Legolas stood rooted at the foot of the bed, his breathing still unsteady from the run. He'd faced battlefields with clearer heads than he had now, yet nothing—not even dragons or war—had shaken him like the sight of his mother limp in his arms had. "I didn't ask," he said quietly, voice rough with guilt. "I didn't think. I just… I couldn't let her fall."
No one spoke. Aela remained at her mother's side, clutching Elena's hand between hers. Her thumb brushed against her knuckles repeatedly in silent rhythm, like she could keep her grounded through touch alone. Her brow was furrowed, jaw tight with unspoken worry, and though her lips didn't move, every breath she took trembled with restrained panic.

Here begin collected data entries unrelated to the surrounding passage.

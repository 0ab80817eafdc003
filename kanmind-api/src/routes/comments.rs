/// Comment endpoints
///
/// - `GET /api/tasks/:task_id/comments` - Comments, oldest first
/// - `POST /api/tasks/:task_id/comments` - Add a comment as the caller
/// - `DELETE /api/tasks/:task_id/comments/:comment_id` - Author only

use crate::{
    app::AppState,
    error::ApiResult,
    routes::AuthUser,
};
use axum::{
    extract::{rejection::{JsonRejection, PathRejection}, Path, State},
    http::StatusCode,
    Json,
};
use kanmind_shared::{models::comment::Comment, services::comments};
use serde::Deserialize;
use uuid::Uuid;

#[derive(Debug, Deserialize)]
pub struct CreateCommentRequest {
    pub content: String,
}

pub async fn list_comments(
    State(state): State<AppState>,
    AuthUser(user_id): AuthUser,
    task_id: Result<Path<Uuid>, PathRejection>,
) -> ApiResult<Json<Vec<Comment>>> {
    let Path(task_id) = task_id?;

    let comments = comments::list(&state.db, Some(user_id), task_id).await?;
    Ok(Json(comments))
}

pub async fn create_comment(
    State(state): State<AppState>,
    AuthUser(user_id): AuthUser,
    task_id: Result<Path<Uuid>, PathRejection>,
    payload: Result<Json<CreateCommentRequest>, JsonRejection>,
) -> ApiResult<(StatusCode, Json<Comment>)> {
    let Path(task_id) = task_id?;
    let Json(req) = payload?;

    let comment = comments::create(&state.db, Some(user_id), task_id, &req.content).await?;

    Ok((StatusCode::CREATED, Json(comment)))
}

pub async fn delete_comment(
    State(state): State<AppState>,
    AuthUser(user_id): AuthUser,
    ids: Result<Path<(Uuid, Uuid)>, PathRejection>,
) -> ApiResult<StatusCode> {
    let Path((task_id, comment_id)) = ids?;

    comments::delete(&state.db, Some(user_id), task_id, comment_id).await?;
    Ok(StatusCode::NO_CONTENT)
}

The healers moved around them, their movements careful and calculated, their eyes wide with uncertainty. One leaned close, murmuring an incantation under her breath as she hovered a glowing hand above the collar. But the runes flared sharply in warning, and Elena's body jerked violently. Aela gasped, reaching to steady her, while Legolas took an urgent step forward, a hand on his blade out of instinct.
"It's feeding on her pain," the healer whispered, voice grim. "The enchantment is ancient—dark. It doesn't want to let go."
Another healer tried with a diagnostic crystal, but the moment it touched the collar, the magic screamed in a pulse of red heat, sending the elf stumbling backward. "We don't know how to remove it," he admitted shakily. "Whatever this is… it wasn't made by any Elven hand I know."
"Then move aside," Thranduil said, his voice quiet but firm enough to silence the room.